Work instruction — Scan the entries and copy each line where the word "head" is present.

Data section —
########################################

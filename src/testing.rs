// Copyright (C) 2022-2025 Michael Herstine <sp1ff@pobox.com>
//
// This file is part of socket-logger.
//
// socket-logger is free software: you can redistribute it and/or modify it under the terms of the
// GNU General Public License as published by the Free Software Foundation, either version 3 of the
// License, or (at your option) any later version.
//
// socket-logger is distributed in the hope that it will be useful, but WITHOUT ANY WARRANTY; without
// even the implied warranty of MERCHANTABILITY or FITNESS FOR A PARTICULAR PURPOSE.  See the GNU
// General Public License for more details.
//
// You should have received a copy of the GNU General Public License along with socket-logger.  If
// not, see <http://www.gnu.org/licenses/>.

//! An in-memory [`Connector`] for unit tests.

use crate::{
    error::{Error, Result},
    formatter::FormattedMessage,
    transport::{Connector, Transport},
};

use std::{
    collections::HashSet,
    sync::{
        atomic::{AtomicBool, AtomicUsize, Ordering},
        Arc, Mutex,
    },
    time::Duration,
};

pub fn formatted(text: &str) -> FormattedMessage {
    FormattedMessage::new(format!("{}\n", text).into_bytes())
}

#[derive(Default)]
struct Shared {
    attempts: AtomicUsize,
    writes: AtomicUsize,
    refuse: AtomicBool,
    hung_up: AtomicBool,
    connect_delay: Mutex<Duration>,
    write_delay: Mutex<Duration>,
    /// Zero-based indices (counted across every connection) of writes that should fail
    failing_writes: Mutex<HashSet<usize>>,
    sent: Mutex<Vec<String>>,
}

/// Records what's written to it; clones share state, so keep one to inspect after handing the
/// other to the code under test.
#[derive(Clone, Default)]
pub struct FakeConnector {
    shared: Arc<Shared>,
}

impl FakeConnector {
    pub fn new() -> FakeConnector {
        FakeConnector::default()
    }
    pub fn with_connect_delay(self, delay: Duration) -> Self {
        *self.shared.connect_delay.lock().unwrap() = delay;
        self
    }
    pub fn with_write_delay(self, delay: Duration) -> Self {
        *self.shared.write_delay.lock().unwrap() = delay;
        self
    }
    pub fn failing_write(self, index: usize) -> Self {
        self.shared.failing_writes.lock().unwrap().insert(index);
        self
    }
    pub fn refusing(self, refuse: bool) -> Self {
        self.shared.refuse.store(refuse, Ordering::SeqCst);
        self
    }
    /// Make the current connection look closed by the peer.
    pub fn hang_up(&self) {
        self.shared.hung_up.store(true, Ordering::SeqCst);
    }
    pub fn attempts(&self) -> usize {
        self.shared.attempts.load(Ordering::SeqCst)
    }
    /// Bodies of the messages successfully written, in order.
    pub fn sent(&self) -> Vec<String> {
        self.shared.sent.lock().unwrap().clone()
    }
}

impl Connector for FakeConnector {
    fn connect(&self) -> Result<Box<dyn Transport>> {
        self.shared.attempts.fetch_add(1, Ordering::SeqCst);
        std::thread::sleep(*self.shared.connect_delay.lock().unwrap());
        if self.shared.refuse.load(Ordering::SeqCst) {
            return Err(Error::transport(std::io::Error::new(
                std::io::ErrorKind::ConnectionRefused,
                "refused",
            )));
        }
        self.shared.hung_up.store(false, Ordering::SeqCst);
        Ok(Box::new(FakeTransport {
            shared: Arc::clone(&self.shared),
        }))
    }
    fn peer(&self) -> String {
        "fake:514".to_string()
    }
}

struct FakeTransport {
    shared: Arc<Shared>,
}

impl Transport for FakeTransport {
    fn send(&mut self, msg: &FormattedMessage) -> Result<()> {
        let index = self.shared.writes.fetch_add(1, Ordering::SeqCst);
        std::thread::sleep(*self.shared.write_delay.lock().unwrap());
        if self.shared.failing_writes.lock().unwrap().contains(&index) {
            return Err(Error::transport(std::io::Error::new(
                std::io::ErrorKind::BrokenPipe,
                "broken pipe",
            )));
        }
        self.shared.sent.lock().unwrap().push(msg.to_string());
        Ok(())
    }
    fn is_closed(&mut self) -> bool {
        self.shared.hung_up.load(Ordering::SeqCst)
    }
}
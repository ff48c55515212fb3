// Copyright (C) 2022-2025 Michael Herstine <sp1ff@pobox.com>
//
// This file is part of socket-logger.
//
// socket-logger is free software: you can redistribute it and/or modify it under the terms of the
// GNU General Public License as published by the Free Software Foundation, either version 3 of the
// License, or (at your option) any later version.
//
// socket-logger is distributed in the hope that it will be useful, but WITHOUT ANY WARRANTY; without
// even the implied warranty of MERCHANTABILITY or FITNESS FOR A PARTICULAR PURPOSE.  See the GNU
// General Public License for more details.
//
// You should have received a copy of the GNU General Public License along with socket-logger.  If
// not, see <http://www.gnu.org/licenses/>.

//! The unit of transmission.
//!
//! This module defines [`FormattedMessage`], the only thing the outbound queue holds & the only
//! thing a [`Transport`] will send.
//!
//! [`Transport`]: crate::transport::Transport

use bytes::Bytes;

use std::ops::Deref;

/// One complete, framed syslog message
/// ===================================
///
/// # Design
///
/// If the [`Transport`] trait simply took, say, a slice of `u8` then callers could mistakenly pass
/// _anything_ to it (a little endian binary representation of a `u32`, `[0; 1204]` or any silly
/// thing). I would like to enforce the rule that "The thing passed to the [`Transport`] trait must
/// have been produced by the formatter." Hence this type: it can only be constructed inside the
/// crate (by [`Rfc5424::format`]), it is never empty, and it always ends in exactly one `\n`, the
/// frame delimiter on the wire.
///
/// It's backed by [`Bytes`], so handing a copy to the connection's I/O thread while the original
/// stays at the head of the queue costs a reference count, not a copy.
///
/// [`Transport`]: crate::transport::Transport
/// [`Rfc5424::format`]: crate::rfc5424::Rfc5424::format
#[derive(Clone, PartialEq, Eq)]
pub struct FormattedMessage(Bytes);

impl FormattedMessage {
    /// `buf` must be UTF-8 & end in a single newline; the formatter guarantees both.
    pub(crate) fn new(buf: Vec<u8>) -> FormattedMessage {
        debug_assert!(buf.ends_with(b"\n"));
        FormattedMessage(Bytes::from(buf))
    }

    /// View this message as text (it's always valid UTF-8).
    pub fn as_str(&self) -> &str {
        // Only `Rfc5424::format` makes these, and it only ever writes UTF-8.
        std::str::from_utf8(&self.0).unwrap_or_default()
    }
}

impl Deref for FormattedMessage {
    type Target = [u8];
    fn deref(&self) -> &[u8] {
        &self.0
    }
}

impl std::fmt::Debug for FormattedMessage {
    fn fmt(&self, f: &mut std::fmt::Formatter<'_>) -> std::fmt::Result {
        write!(f, "FormattedMessage({:?})", self.as_str())
    }
}

impl std::fmt::Display for FormattedMessage {
    fn fmt(&self, f: &mut std::fmt::Formatter<'_>) -> std::fmt::Result {
        write!(f, "{}", self.as_str().trim_end_matches('\n'))
    }
}
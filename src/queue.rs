// Copyright (C) 2022-2025 Michael Herstine <sp1ff@pobox.com>
//
// This file is part of socket-logger.
//
// socket-logger is free software: you can redistribute it and/or modify it under the terms of the
// GNU General Public License as published by the Free Software Foundation, either version 3 of the
// License, or (at your option) any later version.
//
// socket-logger is distributed in the hope that it will be useful, but WITHOUT ANY WARRANTY; without
// even the implied warranty of MERCHANTABILITY or FITNESS FOR A PARTICULAR PURPOSE.  See the GNU
// General Public License for more details.
//
// You should have received a copy of the GNU General Public License along with socket-logger.  If
// not, see <http://www.gnu.org/licenses/>.

//! The outbound queue.
//!
//! Messages wait here, in order, until the transport acknowledges them. The head of the queue may
//! be "in flight" (written, not yet acknowledged); nothing else ever is.

use crate::{
    config::{Delivery, OverflowPolicy},
    formatter::FormattedMessage,
};

use std::collections::VecDeque;

/// FIFO of formatted messages, owned by the worker thread.
#[derive(Debug)]
pub struct OutboundQueue {
    messages: VecDeque<FormattedMessage>,
    in_flight: bool,
    capacity: Option<usize>,
    overflow: OverflowPolicy,
}

impl OutboundQueue {
    pub fn new(capacity: Option<usize>, overflow: OverflowPolicy) -> OutboundQueue {
        OutboundQueue {
            messages: VecDeque::new(),
            in_flight: false,
            capacity,
            overflow,
        }
    }

    /// Number of messages held, including one in flight.
    pub fn len(&self) -> usize {
        self.messages.len()
    }

    pub fn is_empty(&self) -> bool {
        self.messages.is_empty()
    }

    pub fn is_in_flight(&self) -> bool {
        self.in_flight
    }

    /// Append `msg`. If the queue is at capacity, one message is given up on according to the
    /// overflow policy & returned. The in-flight message is never evicted.
    pub fn push(&mut self, msg: FormattedMessage) -> Option<FormattedMessage> {
        let full = self
            .capacity
            .map_or(false, |cap| self.messages.len() >= cap);
        if !full {
            self.messages.push_back(msg);
            return None;
        }
        match self.overflow {
            OverflowPolicy::DropNewest => Some(msg),
            OverflowPolicy::DropOldest => {
                let oldest = if self.in_flight { 1 } else { 0 };
                match self.messages.remove(oldest) {
                    Some(evicted) => {
                        self.messages.push_back(msg);
                        Some(evicted)
                    }
                    // capacity one & that one is being written
                    None => Some(msg),
                }
            }
        }
    }

    /// If nothing is in flight, mark the head as in flight & return (a cheap copy of) it.
    pub fn start_next(&mut self) -> Option<FormattedMessage> {
        if self.in_flight {
            return None;
        }
        let head = self.messages.front()?.clone();
        self.in_flight = true;
        Some(head)
    }

    /// The in-flight message was written; remove it.
    pub fn acknowledge(&mut self) -> Option<FormattedMessage> {
        if !self.in_flight {
            return None;
        }
        self.in_flight = false;
        self.messages.pop_front()
    }

    /// The connection failed while the head was in flight. Under at-most-once delivery the head is
    /// dropped (and returned); under at-least-once it becomes pending again.
    pub fn abandon(&mut self, delivery: Delivery) -> Option<FormattedMessage> {
        if !self.in_flight {
            return None;
        }
        self.in_flight = false;
        match delivery {
            Delivery::AtMostOnce => self.messages.pop_front(),
            Delivery::AtLeastOnce => None,
        }
    }
}

#[cfg(test)]
mod test {

    use super::*;

    fn msg(text: &str) -> FormattedMessage {
        FormattedMessage::new(format!("{}\n", text).into_bytes())
    }

    fn texts(q: &OutboundQueue) -> Vec<String> {
        q.messages.iter().map(|m| m.to_string()).collect()
    }

    #[test]
    fn fifo_single_flight() {
        let mut q = OutboundQueue::new(None, OverflowPolicy::DropOldest);
        assert!(q.start_next().is_none());
        for t in ["a", "b", "c"] {
            assert!(q.push(msg(t)).is_none());
        }
        assert_eq!(q.start_next().unwrap().to_string(), "a");
        // Only ever one in flight
        assert!(q.start_next().is_none());
        assert_eq!(q.len(), 3);
        assert_eq!(q.acknowledge().unwrap().to_string(), "a");
        assert!(q.acknowledge().is_none());
        assert_eq!(q.start_next().unwrap().to_string(), "b");
        assert_eq!(q.acknowledge().unwrap().to_string(), "b");
        assert_eq!(q.start_next().unwrap().to_string(), "c");
        assert_eq!(q.acknowledge().unwrap().to_string(), "c");
        assert!(q.is_empty());
        assert!(!q.is_in_flight());
    }

    #[test]
    fn abandon() {
        let mut q = OutboundQueue::new(None, OverflowPolicy::DropOldest);
        q.push(msg("a"));
        q.push(msg("b"));

        q.start_next();
        assert!(q.abandon(Delivery::AtLeastOnce).is_none());
        assert_eq!(texts(&q), vec!["a", "b"]);
        assert_eq!(q.start_next().unwrap().to_string(), "a");

        assert_eq!(q.abandon(Delivery::AtMostOnce).unwrap().to_string(), "a");
        assert_eq!(texts(&q), vec!["b"]);
        assert!(!q.is_in_flight());
        // nothing in flight, nothing to abandon
        assert!(q.abandon(Delivery::AtMostOnce).is_none());
        assert_eq!(q.len(), 1);
    }

    #[test]
    fn overflow_drop_oldest() {
        let mut q = OutboundQueue::new(Some(3), OverflowPolicy::DropOldest);
        for t in ["a", "b", "c"] {
            assert!(q.push(msg(t)).is_none());
        }
        assert_eq!(q.push(msg("d")).unwrap().to_string(), "a");
        assert_eq!(texts(&q), vec!["b", "c", "d"]);

        // The in-flight head survives
        q.start_next();
        assert_eq!(q.push(msg("e")).unwrap().to_string(), "c");
        assert_eq!(texts(&q), vec!["b", "d", "e"]);
        assert_eq!(q.acknowledge().unwrap().to_string(), "b");
    }

    #[test]
    fn overflow_drop_newest() {
        let mut q = OutboundQueue::new(Some(2), OverflowPolicy::DropNewest);
        q.push(msg("a"));
        q.push(msg("b"));
        assert_eq!(q.push(msg("c")).unwrap().to_string(), "c");
        assert_eq!(texts(&q), vec!["a", "b"]);
    }

    #[test]
    fn overflow_capacity_one_in_flight() {
        let mut q = OutboundQueue::new(Some(1), OverflowPolicy::DropOldest);
        q.push(msg("a"));
        q.start_next();
        assert_eq!(q.push(msg("b")).unwrap().to_string(), "b");
        assert_eq!(texts(&q), vec!["a"]);
    }
}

########################################

Solution below —
/// stays at the head of the queue costs a reference count, not a copy.
//! Messages wait here, in order, until the transport acknowledges them. The head of the queue may
    /// If nothing is in flight, mark the head as in flight & return (a cheap copy of) it.
        let head = self.messages.front()?.clone();
        Some(head)
    /// The connection failed while the head was in flight. Under at-most-once delivery the head is
        // The in-flight head survives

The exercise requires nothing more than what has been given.